G7 enfatiza cooperação econômica em meio a conflitos no Oriente Médio
Ministros das Finanças discutem riscos econômicos decorrentes da guerra

Os ministros das Finanças do G7, reunidos em Paris nesta terça-feira (19), reafirmaram seu compromisso com a colaboração multilateral para mitigar os riscos à economia global, especialmente em decorrência da guerra no Oriente Médio.
Em um comunicado, o grupo enfatizou a necessidade de reações temporárias, direcionadas e com responsabilidade fiscal, além de solicitar a reabertura imediata do Estreito de Ormuz, crucial para o transporte de petróleo.

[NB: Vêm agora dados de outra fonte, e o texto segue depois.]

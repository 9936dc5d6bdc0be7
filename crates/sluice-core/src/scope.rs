// SPDX-License-Identifier: Apache-2.0
//! Variable scope consulted by the expression evaluator.
//!
//! A [`Scope`] reads through to live graph state for labels the caller has
//! not overridden, and caches writes locally without ever mutating the
//! underlying graph. This lets `advance`/`maximumConvertable`/`swap` expose a
//! read-mostly view of the graph to guard/action expressions while keeping
//! evaluation side-effect free from the graph's point of view.
use std::collections::HashMap;

/// Variable context consulted by a [`crate::eval::NumericFn`]/[`crate::eval::BooleanFn`].
pub trait Scope {
    /// Reads the current value bound to `name`, if any.
    fn get(&self, name: &str) -> Option<f64>;

    /// Binds `name` to `value` in this scope's local write cache.
    fn set(&mut self, name: &str, value: f64);

    /// Returns `true` if `name` is bound, either by the write cache or by
    /// read-through to the underlying source.
    fn has(&self, name: &str) -> bool {
        self.get(name).is_some()
    }

    /// Returns every currently bound name (write cache ∪ read-through keys).
    fn keys(&self) -> Vec<String>;
}

/// A [`Scope`] backed by a read-through source plus a local write cache.
///
/// The write cache shadows the source: once a name is `set`, subsequent
/// `get`s for that name return the cached value until the scope is dropped.
/// The source itself — e.g. a reservoir's `state` or an edge's `rate` — is
/// never mutated by evaluation.
pub struct CachingScope<'a> {
    source: &'a dyn Fn(&str) -> Option<f64>,
    source_keys: &'a [String],
    cache: HashMap<String, f64>,
}

impl<'a> CachingScope<'a> {
    /// Builds a scope over `source` (read-through) with `source_keys` naming
    /// every key `source` can answer (used for [`Scope::keys`]).
    #[must_use]
    pub fn new(source: &'a dyn Fn(&str) -> Option<f64>, source_keys: &'a [String]) -> Self {
        Self {
            source,
            source_keys,
            cache: HashMap::new(),
        }
    }
}

impl Scope for CachingScope<'_> {
    fn get(&self, name: &str) -> Option<f64> {
        self.cache.get(name).copied().or_else(|| (self.source)(name))
    }

    fn set(&mut self, name: &str, value: f64) {
        self.cache.insert(name.to_owned(), value);
    }

    fn keys(&self) -> Vec<String> {
        let mut keys: Vec<String> = self.source_keys.to_vec();
        for k in self.cache.keys() {
            if !keys.contains(k) {
                keys.push(k.clone());
            }
        }
        keys
    }
}
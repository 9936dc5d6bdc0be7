// SPDX-License-Identifier: Apache-2.0
//! The expression sandbox used to evaluate per-node guards and action
//! formulas is an external collaborator (spec §1, §9 "Expression sandbox as
//! a collaborator"): this crate only defines the interface it consumes.
//!
//! A real implementation compiles a list of assignment/expression statements
//! (separated by newline or semicolon) against an [`Evaluator`], producing a
//! [`NumericFn`] or [`BooleanFn`] that is later evaluated against a
//! [`crate::scope::Scope`]. This crate ships [`NoopEvaluator`], a trivial
//! stand-in used by tests and by callers that have not yet wired a real
//! language in; it treats every source string as an always-false condition
//! and an always-zero action, which is sufficient for graphs whose dynamics
//! come entirely from edge rates (as in every end-to-end scenario in spec
//! §8).
use std::fmt;
use std::sync::Arc;

use thiserror::Error;

use crate::scope::Scope;

/// Error returned when an [`Evaluator`] fails to compile a source string.
#[derive(Debug, Error, Clone, PartialEq, Eq)]
#[error("failed to compile expression: {0}")]
pub struct EvalError(pub String);

/// A compiled numeric expression (spec's `NumericFn`).
pub trait NumericFn: Send + Sync {
    /// Evaluates this expression against `scope`.
    fn eval(&self, scope: &dyn Scope) -> f64;
}

/// A compiled boolean expression (spec's `BooleanFn`).
pub trait BooleanFn: Send + Sync {
    /// Evaluates this expression against `scope`.
    fn eval(&self, scope: &dyn Scope) -> bool;
}

/// Compiles source strings into [`NumericFn`]/[`BooleanFn`] closures.
///
/// Statement separators are newline or semicolon, per spec §6. The scope
/// contract requires read-through for graph-visible labels, a local
/// write-only cache, and key enumeration that unions both — see
/// [`crate::scope::CachingScope`].
pub trait Evaluator: Send + Sync {
    /// Compiles `source` into a numeric expression.
    fn compile_numeric(&self, source: &str) -> Result<Arc<dyn NumericFn>, EvalError>;

    /// Compiles `source` into a boolean expression.
    fn compile_boolean(&self, source: &str) -> Result<Arc<dyn BooleanFn>, EvalError>;
}

impl fmt::Debug for dyn Evaluator {
    fn fmt(&self, f: &mut fmt::Formatter<'_>) -> fmt::Result {
        f.write_str("dyn Evaluator")
    }
}

struct AlwaysZero;
impl NumericFn for AlwaysZero {
    fn eval(&self, _scope: &dyn Scope) -> f64 {
        0.0
    }
}

struct AlwaysFalse;
impl BooleanFn for AlwaysFalse {
    fn eval(&self, _scope: &dyn Scope) -> bool {
        false
    }
}

/// Stand-in [`Evaluator`] that compiles every source string to a constant
/// (`0.0` numerically, `false` for booleans), regardless of its contents.
///
/// Graphs exercised purely through edge rates (no guard/action formulas)
/// behave identically under `NoopEvaluator` and under a real expression
/// language, since `condition = false` means the action is never evaluated.
#[derive(Debug, Default, Clone, Copy)]
pub struct NoopEvaluator;

impl Evaluator for NoopEvaluator {
    fn compile_numeric(&self, _source: &str) -> Result<Arc<dyn NumericFn>, EvalError> {
        Ok(Arc::new(AlwaysZero))
    }

    fn compile_boolean(&self, _source: &str) -> Result<Arc<dyn BooleanFn>, EvalError> {
        Ok(Arc::new(AlwaysFalse))
    }
}
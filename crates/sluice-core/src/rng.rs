// SPDX-License-Identifier: Apache-2.0
//! Weighted selection for Router sampling (spec §4.3).
//!
//! The PRNG source is treated as an externally injected dependency
//! (`&mut dyn RngCore`) so tests can pin a seeded generator — the core never
//! constructs its own source of randomness.
use rand::RngCore;

/// Samples one index weighted by `weights`, or `None` when there is nothing
/// to select.
///
/// Given non-negative weights `w_0..w_{n-1}`: if `n == 0` or `sum(w) == 0`,
/// returns `None`. Otherwise draws `u` uniformly from `[0, sum(w))` and
/// returns the smallest `i` such that the prefix sum through `i` exceeds `u`.
///
/// # Panics
///
/// Never panics on negative weights in release builds' arithmetic, but
/// callers must uphold the spec invariant that weights are non-negative;
/// violating it yields an unspecified (not wrong-typed) result.
#[must_use]
pub fn weighted_select(weights: &[f64], rng: &mut dyn RngCore) -> Option<usize> {
    let total: f64 = weights.iter().sum();
    if weights.is_empty() || total <= 0.0 {
        return None;
    }
    // rng.next_u64() / 2^64 ∈ [0, 1); scale into [0, total).
    let u = (rng.next_u64() as f64 / (u64::MAX as f64 + 1.0)) * total;
    let mut running = 0.0;
    for (i, w) in weights.iter().enumerate() {
        running += *w;
        if running > u {
            return Some(i);
        }
    }
    // Floating-point rounding can leave `running` a hair below `total`;
    // fall back to the last non-zero-weight index (tie-break rule in spec).
    weights.iter().rposition(|w| *w > 0.0)
}

#[cfg(test)]
mod tests {
    use super::*;
    use rand::rngs::mock::StepRng;

    #[test]
    fn empty_weights_select_none() {
        let mut rng = StepRng::new(0, 1);
        assert_eq!(weighted_select(&[], &mut rng), None);
    }

    #[test]
    fn all_zero_weights_select_none() {
        let mut rng = StepRng::new(0, 1);
        assert_eq!(weighted_select(&[0.0, 0.0, 0.0], &mut rng), None);
    }

    #[test]
    fn zero_weight_outputs_are_never_chosen() {
        let mut rng = StepRng::new(0, u64::MAX / 5);
        for _ in 0..50 {
            let choice = weighted_select(&[0.0, 1.0, 0.0, 1.0], &mut rng);
            assert!(matches!(choice, Some(1) | Some(3)));
        }
    }

    #[test]
    fn single_positive_weight_always_wins() {
        let mut rng = StepRng::new(u64::MAX / 2, 12345);
        for _ in 0..10 {
            assert_eq!(weighted_select(&[0.0, 0.0, 5.0], &mut rng), Some(2));
        }
    }
}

✨ O G7 alertou sobre um aumento da incerteza que afeta o crescimento e a inflação, gerando pressão nas cadeias de energia, alimentos e fertilizantes.
Os países participantes relataram que o conflito acirrou os riscos econômicos globais, principalmente pelo impacto nas cadeias de fornecimento e pelo encarecimento de insumos essenciais. Essa situação pode afetar diretamente a logística e os custos da produção agropecuária.
A comunicação destacou que as políticas econômicas devem focar em proteger o crescimento, assegurar a estabilidade econômica e aumentar a resiliência, evitando sobrecargas nas finanças públicas.
Os ministros confirmaram que os bancos centrais estão atentos aos efeitos dos preços da energia e de commodities sobre a inflação e a dinâmica econômica.
Impactos no Agronegócio
Para o setor do agronegócio, a mensagem central do G7 se concentra na interdependência entre energia, fertilizantes e alimentos. Esses três elementos são vitais, influenciando o custo de produção agrícola e o transporte de commodities.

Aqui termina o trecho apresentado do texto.